L’article 5 de l’OTAN, qui concerne la défense collective, n’est pas un mécanisme automatique, mais une décision politique qui dépend en grande partie de Washington. L’ambigüité de Trump ne décourage pas les provocations de Moscou, mais affaiblit les perspectives des alliés, préoccupés de devoir affronter la Russie sans le soutien des États-Unis. Cela soulève des questions sur une possible « force de rassurance » européenne en Ukraine sans un soutien américain.

La réponse de l’Europe

Pour Moscou, les divisions entre les deux rives de l’Atlantique offrent une opportunité pour tester la solidité de l’Alliance. Au cours des derniers mois, il y a eu des augmentations constantes de cyberattaques contre les infrastructures critiques européennes, partie d’une stratégie hybride pour affaiblir le soutien occidental à l’Ukraine. L’objectif final du Kremlin est de démontrer que la garantie de sécurité réciproque prévue par l’article 5 de l’OTAN est inutile, permettant aux Russes d’éliminer progressivement les États européens les plus petits sans affronter la puissance combinée de l’OTAN.
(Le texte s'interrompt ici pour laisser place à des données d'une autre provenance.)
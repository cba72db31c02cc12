//! One resolution pass over the provider graph.

use std::time::Instant;

use crate::error::{DiError, DiResult};
use crate::internal::sync::{MutexGuard, TypeMap};
use crate::internal::ResolutionStack;
use crate::key::Key;
use crate::observer::Observers;
use crate::registration::{AnyArc, Provider, ProviderFailure, Registry};

use super::Container;

/// State for resolving the parameters of one `invoke` call.
///
/// Holds the cache lock from creation until drop, so every singleton seen or
/// built within the pass is consistent and no other pass can build the same
/// type concurrently.
pub(super) struct Resolution<'c> {
    registry: &'c Registry,
    observers: &'c Observers,
    cache: MutexGuard<'c, TypeMap<AnyArc>>,
    stack: ResolutionStack,
}

impl<'c> Resolution<'c> {
    pub(super) fn new(container: &'c Container) -> Self {
        Self {
            registry: &container.registry,
            observers: &container.observers,
            cache: container.instances.lock(),
            stack: ResolutionStack::new(
                container.config.max_depth,
                container.config.detect_cycles,
            ),
        }
    }

    /// Resolves `keys` in order, stopping at the first failure.
    pub(super) fn resolve_all(&mut self, keys: &[Key]) -> DiResult<Vec<AnyArc>> {
        let mut instances = Vec::with_capacity(keys.len());
        for key in keys {
            instances.push(self.resolve(key)?);
        }
        Ok(instances)
    }

    /// Returns the cached instance for `key`, building it (and whatever it
    /// depends on) on first use.
    pub(super) fn resolve(&mut self, key: &Key) -> DiResult<AnyArc> {
        if let Some(instance) = self.cache.get(key) {
            tracing::trace!(type_name = key.display_name(), "cache hit");
            return Ok(instance.clone());
        }

        let registry = self.registry;
        let (index, provider) = registry
            .get(key)
            .ok_or(DiError::ProviderNotFound(key.display_name()))?;

        self.stack.enter(index, key.display_name())?;
        let built = self.build(key, provider);
        self.stack.leave(index);
        built
    }

    fn build(&mut self, key: &Key, provider: &'c Provider) -> DiResult<AnyArc> {
        let args = self.resolve_all(&provider.params)?;

        self.observers.resolving(key);
        let started = self.observers.has_observers().then(Instant::now);

        let instances = match provider.construct(args) {
            Ok(instances) => instances,
            Err(ProviderFailure::Di(err)) => {
                self.observers.constructor_failed(key, &err);
                tracing::warn!(
                    type_name = key.display_name(),
                    constructor = provider.name,
                    error = %err,
                    "constructor produced mismatched outputs"
                );
                return Err(err);
            }
            Err(ProviderFailure::Cause(cause)) => {
                self.observers.constructor_failed(key, &*cause);
                tracing::warn!(
                    type_name = key.display_name(),
                    constructor = provider.name,
                    error = %cause,
                    "constructor failed"
                );
                return Err(DiError::Constructor {
                    type_name: key.display_name(),
                    cause,
                });
            }
        };
        let elapsed = started.map(|started| started.elapsed());

        for (output, instance) in provider.outputs.iter().zip(instances) {
            self.cache.entry(*output).or_insert(instance);
        }
        if let Some(elapsed) = elapsed {
            self.observers.resolved(key, elapsed);
        }
        tracing::trace!(
            type_name = key.display_name(),
            depth = self.stack.depth(),
            "constructed"
        );

        self.cache
            .get(key)
            .cloned()
            .ok_or(DiError::TypeMismatch(key.display_name()))
    }
}
#![no_main]

use ferrous_wire::{Container, DiError};
use libfuzzer_sys::fuzz_target;
use std::sync::Arc;

struct Alpha(u8);
struct Beta(u8);
struct Gamma(u8);

// Each byte registers one constructor; duplicates must be rejected and must
// never change which constructor is in effect.
fuzz_target!(|data: &[u8]| {
    let mut container = Container::new();
    let mut first = [None::<u8>; 3];

    for &byte in data.iter().take(64) {
        let slot = (byte % 3) as usize;
        let result = match slot {
            0 => container.provide(move || Alpha(byte)).map(|_| ()),
            1 => container.provide(move |_: Arc<Alpha>| Beta(byte)).map(|_| ()),
            _ => container.provide(move |_: Arc<Beta>| Gamma(byte)).map(|_| ()),
        };

        match (first[slot], result) {
            (None, Ok(())) => first[slot] = Some(byte),
            (Some(_), Err(DiError::DuplicateProvider(_))) => {}
            (state, other) => panic!("unexpected registration result {:?} in state {:?}", other.err(), state),
        }
    }

    assert_eq!(container.provider_count(), first.iter().flatten().count());

    let resolved = container.resolve::<Gamma>();
    match first {
        [Some(_), Some(_), Some(g)] => assert_eq!(resolved.map(|v| v.0).ok(), Some(g)),
        _ => assert!(matches!(resolved, Err(DiError::ProviderNotFound(_)))),
    }
});
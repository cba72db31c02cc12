//! Traits describing what can be injected and what can be invoked.

pub mod constructor;
pub mod dependency;

pub use constructor::{Constructor, Injectable, OutputSet};
pub use dependency::Dependency;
La nécessité d’une réponse collective

Si l’OTAN est confrontée à l’incertitude d’un président américain aux humeurs changeantes, la même chose vaut pour les Russes. Les réactions des États-Unis dans une crise internationale potentielle sont imprévisibles. Même si l’Amérique se fait à part dans une éventuelle escalade sur le front est, le Royaume-Uni, la France, l’Allemagne et la Pologne ne resteront pas inactifs. En maintenant la prudence pour éviter une escalade incontrôlée, les pays européens ne peuvent pas attendre que la Russie aille trop loin avant de faire face aux inquiétudes pour la sécurité soulevées par les provocations récentes du Kremlin.

Les mesures à prendre

Les États membres de l’OTAN doivent établir collectivement des règles d’engagement réalistes et incontestables pour les incursions transfrontalières avec des drones et des avions de combat. Cela garantirait la clarté pour tous les pays, y compris la Russie. La mission Eastern Sentry, visant à renforcer la frontière avec la Russie, devrait être élargie et rendue permanente, intégrant l’Ukraine comme partenaire stratégique. L’Europe devrait donner la priorité à la production d’outils pour la guerre électronique et de technologies anti-drones. La Commission européenne proposera des options de financement pour un projet visant à créer un ‘mur de drones’ sur le flanc est lors d’un sommet informel des dirigeants européens prévu pour le 1er octobre à Copenhague.

La tension en Europe

Pendant ce temps, la tension en Europe reste élevée. La première ministre danoise Mette Frederiksen a répété que, même si on ne se trouve pas en guerre, on ne se trouve pas non plus en temps de paix. Les déclarations hostiles, ambiguës et parfois contradictoires de Trump n’ont fait que renforcer les tensions et les incertitudes sur l’engagement de Washington aux côtés de ses alliés. Le risque d’escalade et d’erreurs de calcul ou de jugement est maintenant très élevé, exigeant une cohésion et une juste combinaison de froideur et de fermeté de la part de tous les dirigeants européens, à Bruxelles comme dans les capitales.

Donald Trump et ses alliés de l'OTAN affichent des expressions incertaines.